• **EXERCISE GOAL**: When the string "ApiClient" appears in a line of the records, show the whole line.
Top of PROVIDED DATA
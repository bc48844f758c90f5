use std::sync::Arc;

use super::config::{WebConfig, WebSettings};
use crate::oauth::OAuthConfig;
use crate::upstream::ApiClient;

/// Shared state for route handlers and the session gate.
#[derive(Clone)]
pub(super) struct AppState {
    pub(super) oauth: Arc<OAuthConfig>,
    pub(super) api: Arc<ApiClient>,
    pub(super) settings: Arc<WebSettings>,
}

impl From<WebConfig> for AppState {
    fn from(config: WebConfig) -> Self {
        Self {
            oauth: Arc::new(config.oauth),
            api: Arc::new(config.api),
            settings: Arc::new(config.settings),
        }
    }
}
Bottom of PROVIDED DATA
• **RESPONSE BELOW**:
use crate::upstream::ApiClient;
    pub(super) api: Arc<ApiClient>,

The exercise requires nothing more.